Locate the string "areas" in the records below. Copy every line where it occurs.

[Stored dataset items]
· · · ·

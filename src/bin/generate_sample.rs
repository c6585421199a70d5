//! Writes the four department CSVs into `data/`, deterministically, so a
//! fresh checkout has something to render.

use chrono::{Duration, NaiveDate};
use rand::seq::SliceRandom;
use rand::{Rng, SeedableRng};
use rand_chacha::ChaCha8Rng;

const STATUSES: [&str; 4] = ["Active", "Completed", "Planning", "On Hold"];
const DEPARTMENTS: [&str; 4] = [
    "IT Solutions",
    "HR & Staffing",
    "Business Consulting",
    "Data & AI Services",
];

fn main() -> anyhow::Result<()> {
    let mut rng = ChaCha8Rng::seed_from_u64(7);
    std::fs::create_dir_all("data")?;

    write_it_solutions(&mut rng)?;
    write_hr_staffing(&mut rng)?;
    write_business_consulting(&mut rng)?;
    write_data_ai_services(&mut rng)?;

    println!("Wrote sample CSVs to data/");
    Ok(())
}

fn pick<'a>(rng: &mut ChaCha8Rng, options: &[&'a str]) -> &'a str {
    options.choose(rng).copied().unwrap_or("")
}

fn write_it_solutions(rng: &mut ChaCha8Rng) -> anyhow::Result<()> {
    let technologies = ["Rust", "Python", "TypeScript", "Java", "Go", "C#"];
    let prefixes = ["CRM", "ERP", "Portal", "Mobile", "Cloud", "Helpdesk", "Billing", "Intranet"];
    let suffixes = ["Migration", "Revamp", "Rollout", "Integration", "Upgrade"];

    let mut w = csv::Writer::from_path("data/it_solutions.csv")?;
    w.write_record(["project_name", "status", "completion_percentage", "budget", "technology"])?;
    for i in 0..60 {
        let name = format!(
            "{} {} {}",
            pick(rng, &prefixes),
            pick(rng, &suffixes),
            i + 1
        );
        let status = pick(rng, &STATUSES);
        let completion: f64 = if status == "Completed" {
            100.0
        } else {
            rng.gen_range(5.0..95.0)
        };
        let budget = rng.gen_range(50..900) * 10_000;
        let completion = format!("{completion:.1}");
        let budget = budget.to_string();
        w.write_record([
            name.as_str(),
            status,
            completion.as_str(),
            budget.as_str(),
            pick(rng, &technologies),
        ])?;
    }
    w.flush()?;
    Ok(())
}

fn write_hr_staffing(rng: &mut ChaCha8Rng) -> anyhow::Result<()> {
    let mut w = csv::Writer::from_path("data/hr_staffing.csv")?;
    w.write_record(["department", "status", "performance_score", "salary", "experience_years"])?;
    for _ in 0..140 {
        let performance: f64 = rng.gen_range(4.0..10.0);
        let experience = rng.gen_range(1..20);
        let salary = 40_000 + experience * 6_000 + rng.gen_range(0..25_000);
        let status = if rng.gen_range(0..10) < 8 { "Active" } else { "On Hold" };
        let performance = format!("{performance:.1}");
        let salary = salary.to_string();
        let experience = experience.to_string();
        w.write_record([
            pick(rng, &DEPARTMENTS),
            status,
            performance.as_str(),
            salary.as_str(),
            experience.as_str(),
        ])?;
    }
    w.flush()?;
    Ok(())
}

fn write_business_consulting(rng: &mut ChaCha8Rng) -> anyhow::Result<()> {
    let areas = ["Strategy", "Operations", "Finance", "Digital Transformation", "Compliance"];
    let clients = [
        "Acme Foods", "Northwind Traders", "Globex", "Initech", "Umbrella Corp",
        "Stark Industries", "Wayne Enterprises", "Wonka Industries", "Tyrell Corp",
    ];

    let mut w = csv::Writer::from_path("data/business_consulting.csv")?;
    w.write_record([
        "status",
        "duration_months",
        "project_value",
        "client_satisfaction",
        "consulting_area",
        "start_date",
        "end_date",
        "client_name",
    ])?;
    let epoch = NaiveDate::from_ymd_opt(2023, 1, 1).expect("valid date");
    for _ in 0..45 {
        let duration: i64 = rng.gen_range(2..18);
        let start = epoch + Duration::days(rng.gen_range(0..600));
        let end = start + Duration::days(duration * 30);
        let value = rng.gen_range(20..400) * 10_000;
        let satisfaction: f64 = rng.gen_range(6.0..10.0);
        let duration_s = duration.to_string();
        let value = value.to_string();
        let satisfaction = format!("{satisfaction:.1}");
        let start = start.format("%Y-%m-%d").to_string();
        let end = end.format("%Y-%m-%d").to_string();
        w.write_record([
            pick(rng, &STATUSES),
            duration_s.as_str(),
            value.as_str(),
            satisfaction.as_str(),
            pick(rng, &areas),
            start.as_str(),
            end.as_str(),
            pick(rng, &clients),
        ])?;
    }
    w.flush()?;
    Ok(())
}

fn write_data_ai_services(rng: &mut ChaCha8Rng) -> anyhow::Result<()> {
    let services = [
        "Document Digitization",
        "Predictive Analytics",
        "Chatbot",
        "OCR Pipeline",
        "Recommendation Engine",
    ];

    let mut w = csv::Writer::from_path("data/data_ai_services.csv")?;
    w.write_record([
        "status",
        "model_accuracy",
        "data_volume_gb",
        "automation_savings",
        "service_type",
    ])?;
    for _ in 0..35 {
        let accuracy: f64 = rng.gen_range(72.0..99.0);
        let volume: f64 = rng.gen_range(5.0..800.0);
        let savings = rng.gen_range(10..250) * 1_000;
        let accuracy = format!("{accuracy:.1}");
        let volume = format!("{volume:.0}");
        let savings = savings.to_string();
        w.write_record([
            pick(rng, &STATUSES),
            accuracy.as_str(),
            volume.as_str(),
            savings.as_str(),
            pick(rng, &services),
        ])?;
    }
    w.flush()?;
    Ok(())
}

· · · ·

THE ANSWER:
    let areas = ["Strategy", "Operations", "Finance", "Digital Transformation", "Compliance"];
            pick(rng, &areas),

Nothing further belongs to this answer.